Democratic leaders in Congress believe the Iran nuclear deal is secure despite nearly unanimous Republican opposition and intense lobbying efforts to defeat it.
“More and more [House Democrats] have confirmed to me that they will be there to sustain the veto,” said House of Representatives Minority Leader Nancy Pelosi (D-Calif.).
Meanwhile, Iranian Supreme Leader Ayatollah Ali Khamenei has written a 416-page book, titled Palestine, that details his long-term plan to destroy Israel.
President Obama has promised to veto any Congressional disapproval of the deal. In order to override the veto, at least 44 Democratic House members and 13 Democratic members of the Senate must join Republicans in opposing the deal.
Many Jewish Democrats who hold powerful positions on their respective chambers’ foreign affairs committees, including U.S. Sen. Chuck Schumer (D-N.Y.) and U.S. Rep. Eliot Engel (D-NY), are still on the fence about the deal.
“There’ll be a lot of pressure on Democrats to support the president,” Engel told Reuters.
Schumer has come under intense pressure from constituents to oppose the deal, with his office being flooded with more than 10,000 phone calls over the past two weeks, Politico reported.

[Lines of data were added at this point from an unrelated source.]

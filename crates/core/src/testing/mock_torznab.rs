//! Mock torznab client and client factory.

use std::collections::HashMap;
use std::sync::atomic::{AtomicUsize, Ordering};
use std::sync::{Arc, Mutex};
use std::time::Duration;

use async_trait::async_trait;

use crate::indexer::{ClientFactory, IndexerError, TorznabIndexer};
use crate::torznab::{Caps, Query, TorzResult, TorznabClient, TorznabError};

/// Mock implementation of the torznab client.
///
/// Results can be configured globally or per query (matched by a substring
/// of the encoded query); searches are recorded for assertions.
pub struct MockTorznabClient {
    id: String,
    caps: Caps,
    default_results: Vec<TorzResult>,
    results_by_query: Vec<(String, Vec<TorzResult>)>,
    failure: Option<String>,
    search_delay: Option<Duration>,
    caps_calls: AtomicUsize,
    searches: Mutex<Vec<Query>>,
}

impl MockTorznabClient {
    pub fn named(id: &str) -> Self {
        Self {
            id: id.to_string(),
            caps: Caps::default(),
            default_results: Vec::new(),
            results_by_query: Vec::new(),
            failure: None,
            search_delay: None,
            caps_calls: AtomicUsize::new(0),
            searches: Mutex::new(Vec::new()),
        }
    }

    pub fn with_caps(mut self, caps: Caps) -> Self {
        self.caps = caps;
        self
    }

    /// Results returned for any query without a more specific match.
    pub fn with_results(mut self, results: Vec<TorzResult>) -> Self {
        self.default_results = results;
        self
    }

    /// Results returned when the encoded query contains `fragment`.
    pub fn with_results_for(mut self, fragment: &str, results: Vec<TorzResult>) -> Self {
        self.results_by_query.push((fragment.to_string(), results));
        self
    }

    pub fn with_failure(mut self, message: &str) -> Self {
        self.failure = Some(message.to_string());
        self
    }

    pub fn with_search_delay(mut self, delay: Duration) -> Self {
        self.search_delay = Some(delay);
        self
    }

    pub fn caps_calls(&self) -> usize {
        self.caps_calls.load(Ordering::SeqCst)
    }

    /// Every query that was searched, in order.
    pub fn searches(&self) -> Vec<Query> {
        self.searches.lock().unwrap().clone()
    }

    pub fn search_count(&self) -> usize {
        self.searches.lock().unwrap().len()
    }

    fn results_for(&self, query: &Query) -> Vec<TorzResult> {
        let encoded = query.encode();
        let found = self
            .results_by_query
            .iter()
            .find(|(fragment, _)| encoded.contains(fragment))
            .map(|(_, results)| results.clone())
            .unwrap_or_else(|| self.default_results.clone());

        found
            .into_iter()
            .map(|mut result| {
                if result.indexer.is_empty() {
                    result.indexer = self.id.clone();
                }
                result
            })
            .collect()
    }
}

#[async_trait]
impl TorznabClient for MockTorznabClient {
    fn id(&self) -> &str {
        &self.id
    }

    async fn get_caps(&self) -> Result<Caps, TorznabError> {
        self.caps_calls.fetch_add(1, Ordering::SeqCst);
        Ok(self.caps.clone())
    }

    async fn search(&self, query: &Query) -> Result<Vec<TorzResult>, TorznabError> {
        self.searches.lock().unwrap().push(query.clone());

        if let Some(delay) = self.search_delay {
            tokio::time::sleep(delay).await;
        }
        if let Some(message) = &self.failure {
            return Err(TorznabError::Api(message.clone()));
        }
        Ok(self.results_for(query))
    }
}

/// Mock client factory resolving indexer records by composite id.
#[derive(Default)]
pub struct MockClientFactory {
    clients: Mutex<HashMap<String, Arc<MockTorznabClient>>>,
}

impl MockClientFactory {
    pub fn new() -> Self {
        Self::default()
    }

    pub fn register(&self, composite_id: &str, client: Arc<MockTorznabClient>) {
        self.clients
            .lock()
            .unwrap()
            .insert(composite_id.to_string(), client);
    }

    pub fn with_client(self, composite_id: &str, client: Arc<MockTorznabClient>) -> Self {
        self.register(composite_id, client);
        self
    }
}

impl ClientFactory for MockClientFactory {
    fn client(&self, indexer: &TorznabIndexer) -> Result<Arc<dyn TorznabClient>, IndexerError> {
        let clients = self.clients.lock().unwrap();
        clients
            .get(&indexer.composite_id())
            .map(|client| Arc::clone(client) as Arc<dyn TorznabClient>)
            .ok_or_else(|| {
                IndexerError::Client(format!("no client registered: {}", indexer.composite_id()))
            })
    }
}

“I haven’t made up my mind,” Schumer told Politico. “There are expectations all over the lot. I’m doing what I’m always doing when I have a very difficult decision: Learning it carefully and giving it my best shot, doing what I think is right. I’m not going to let pressure or politics or party get in the way of that.”
As for Khamenei, his book, while using the ayatollah’s usual incendiary descriptors for Israel such as “a cancerous tumor,” does not recommend “classical wars” to wipe the Jewish state off the map, but instead advocates “a long period of low-intensity warfare designed to make life unpleasant if not impossible for a majority of Israeli Jews so that they leave the country,” wrote Iranian-born author Amir Taheri.
Khamenei states that his plan is rooted in “well-established Islamic principles” rather than the “European phenomenon” of anti-Semitism, according to Taheri.
“One such [Islamic principle] is that a land that falls under Muslim rule, even briefly, can never again be ceded to non-Muslims,” Taheri wrote. “What matters in Islam is control of a land’s government, even if the majority of inhabitants are non-Muslims.
“His calculation is based on the assumption that large numbers of Israelis have dual-nationality and would prefer emigration to the United States or Europe to daily threats of death. Khamenei makes no reference to Iran’s nuclear program. But the subtext is that a nuclear-armed Iran would make Israel think twice before trying to counter Khamenei’s strategy by taking military action against the Islamic Republic.
“In Khamenei’s analysis, once the cost of staying in Israel has become too high for many Jews, Western powers, notably the U.S., which has supported the Jewish state for decades, might decide that the cost of doing so is higher than possible benefits.”
The book, according to Taheri, “has received approval from Khamenei’s office and is thus the most authoritative document regarding his position on the issue.”